-- THE DATA follows --

//! Spec: a restart reconciles every task that was still open.

use cdx_adapters::{FakeCloudClient, RemoteStatus};
use cdx_core::{
    Clock, SandboxMode, SequentialIdGen, SystemClock, Task, TaskId, TaskOrigin, TaskStatus,
};
use cdx_engine::{reconcile, SharedRegistry};
use cdx_storage::TaskRegistry;
use parking_lot::Mutex;
use std::sync::Arc;

fn open_registry(path: &std::path::Path) -> SharedRegistry<SystemClock> {
    Arc::new(Mutex::new(TaskRegistry::open(path, SystemClock).unwrap()))
}

fn seed_task(
    registry: &SharedRegistry<SystemClock>,
    idgen: &SequentialIdGen,
    origin: TaskOrigin,
    status: TaskStatus,
    remote_id: Option<&str>,
) -> TaskId {
    let id = TaskId::generate(origin, idgen);
    let mut task = Task::new(
        id.clone(),
        origin,
        "interrupted work",
        SandboxMode::ReadOnly,
        SystemClock.epoch_ms(),
    );
    task.status = status;
    task.remote_id = remote_id.map(str::to_string);
    registry.lock().create(task).unwrap();
    id
}

#[tokio::test]
async fn open_local_tasks_are_terminal_after_restart() {
    let dir = tempfile::tempdir().unwrap();
    let path = dir.path().join("tasks.json");
    let idgen = SequentialIdGen::new("r");

    // First service incarnation leaves tasks mid-flight.
    let (pending, working) = {
        let registry = open_registry(&path);
        let pending = seed_task(&registry, &idgen, TaskOrigin::Local, TaskStatus::Pending, None);
        let working = seed_task(&registry, &idgen, TaskOrigin::Local, TaskStatus::Working, None);
        (pending, working)
    };

    // Second incarnation reconciles on startup.
    let registry = open_registry(&path);
    let client = FakeCloudClient::new();
    let report = reconcile(&registry, &client).await;
    assert_eq!(report.local_orphaned, 2);

    for id in [pending, working] {
        let task = registry.lock().get(&id).unwrap();
        assert!(task.is_terminal(), "{} still {}", task.id, task.status);
        assert_eq!(task.status, TaskStatus::Failed);
        assert_eq!(task.error.as_deref(), Some("orphaned by restart"));
    }
}

#[tokio::test]
async fn cloud_tasks_are_refreshed_from_the_remote() {
    let dir = tempfile::tempdir().unwrap();
    let path = dir.path().join("tasks.json");
    let idgen = SequentialIdGen::new("r");

    let id = {
        let registry = open_registry(&path);
        seed_task(
            &registry,
            &idgen,
            TaskOrigin::Cloud,
            TaskStatus::Working,
            Some("remote-55"),
        )
    };

    let registry = open_registry(&path);
    let client = FakeCloudClient::new();
    client.script_statuses("remote-55", vec![RemoteStatus::completed("survived restart")]);
    reconcile(&registry, &client).await;

    let task = registry.lock().get(&id).unwrap();
    assert_eq!(task.status, TaskStatus::Completed);
}

#[tokio::test]
async fn reconciliation_is_idempotent() {
    let dir = tempfile::tempdir().unwrap();
    let path = dir.path().join("tasks.json");
    let idgen = SequentialIdGen::new("r");

    let registry = open_registry(&path);
    seed_task(&registry, &idgen, TaskOrigin::Local, TaskStatus::Working, None);

    let client = FakeCloudClient::new();
    let first = reconcile(&registry, &client).await;
    let second = reconcile(&registry, &client).await;
    assert_eq!(first.local_orphaned, 1);
    assert_eq!(second.local_orphaned, 0);
}
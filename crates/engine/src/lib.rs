// SPDX-License-Identifier: BUSL-1.1
// Copyright (c) 2026 Alfred Jean LLC

// Allow panic!/unwrap/expect in test code
#![cfg_attr(test, allow(clippy::panic))]
#![cfg_attr(test, allow(clippy::unwrap_used))]
#![cfg_attr(test, allow(clippy::expect_used))]

//! cdx-engine: task executors, admission control, and restart
//! reconciliation.

pub mod admission;
pub mod cloud;
pub mod executor;
pub mod reconcile;
pub mod wait;

use cdx_core::Clock;
use cdx_storage::TaskRegistry;
use parking_lot::Mutex;
use std::sync::Arc;

/// The registry behind its single-writer lock, shared by executors and
/// the dispatch layer.
pub type SharedRegistry<C> = Arc<Mutex<TaskRegistry<C>>>;

pub use admission::Governor;
pub use cloud::{CloudExecutor, CloudTaskSpec, PollConfig};
pub use executor::{ExecError, LocalExecutor, LocalTaskSpec};
pub use reconcile::{reconcile, ReconcileReport};
pub use wait::{wait_for_terminal, WaitError, DEFAULT_POLL_INTERVAL};
//! Spec: the intent router's published behavior on the canonical
//! phrasings.

use cdx_core::route::{route, RouteDecision, SELECT_CONFIDENCE};

#[test]
fn cloudy_run_request_selects_cloud_submit() {
    match route("run the full test suite in the cloud") {
        RouteDecision::Selected(m) => {
            assert_eq!(m.primitive, "cloud_submit");
            assert!(m.confidence >= SELECT_CONFIDENCE, "confidence {}", m.confidence);
        }
        RouteDecision::Ambiguous { candidates } => {
            panic!("expected a selection, got {candidates:?}")
        }
    }
}

#[test]
fn bare_status_check_disambiguates() {
    match route("check the status") {
        RouteDecision::Ambiguous { candidates } => {
            assert!(candidates.len() >= 2, "{candidates:?}");
        }
        RouteDecision::Selected(m) => panic!("expected disambiguation, got {m:?}"),
    }
}

#[test]
fn task_id_literal_pins_the_origin() {
    match route("cancel T-cloud-0abc12") {
        RouteDecision::Selected(m) => {
            assert_eq!(m.primitive, "cloud_cancel");
            assert_eq!(m.task_id.as_deref(), Some("T-cloud-0abc12"));
        }
        other => panic!("unexpected {other:?}"),
    }
}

-- THE DATA concluded --

WHAT IS REQUIRED
Above are the entries. Quote exactly the lines from the one bearing "async fn cloud_tasks_are_refreshed_from_the_remote()" through the one bearing "pub mod cloud;".

EXPECTED ANSWER
async fn cloud_tasks_are_refreshed_from_the_remote() {
    let dir = tempfile::tempdir().unwrap();
    let path = dir.path().join("tasks.json");
    let idgen = SequentialIdGen::new("r");

    let id = {
        let registry = open_registry(&path);
        seed_task(
            &registry,
            &idgen,
            TaskOrigin::Cloud,
            TaskStatus::Working,
            Some("remote-55"),
        )
    };

    let registry = open_registry(&path);
    let client = FakeCloudClient::new();
    client.script_statuses("remote-55", vec![RemoteStatus::completed("survived restart")]);
    reconcile(&registry, &client).await;

    let task = registry.lock().get(&id).unwrap();
    assert_eq!(task.status, TaskStatus::Completed);
}

#[tokio::test]
async fn reconciliation_is_idempotent() {
    let dir = tempfile::tempdir().unwrap();
    let path = dir.path().join("tasks.json");
    let idgen = SequentialIdGen::new("r");

    let registry = open_registry(&path);
    seed_task(&registry, &idgen, TaskOrigin::Local, TaskStatus::Working, None);

    let client = FakeCloudClient::new();
    let first = reconcile(&registry, &client).await;
    let second = reconcile(&registry, &client).await;
    assert_eq!(first.local_orphaned, 1);
    assert_eq!(second.local_orphaned, 0);
}
filename crates/engine/src/lib.rs
// SPDX-License-Identifier: BUSL-1.1
// Copyright (c) 2026 Alfred Jean LLC

// Allow panic!/unwrap/expect in test code
#![cfg_attr(test, allow(clippy::panic))]
#![cfg_attr(test, allow(clippy::unwrap_used))]
#![cfg_attr(test, allow(clippy::expect_used))]

//! cdx-engine: task executors, admission control, and restart
//! reconciliation.

pub mod admission;
pub mod cloud;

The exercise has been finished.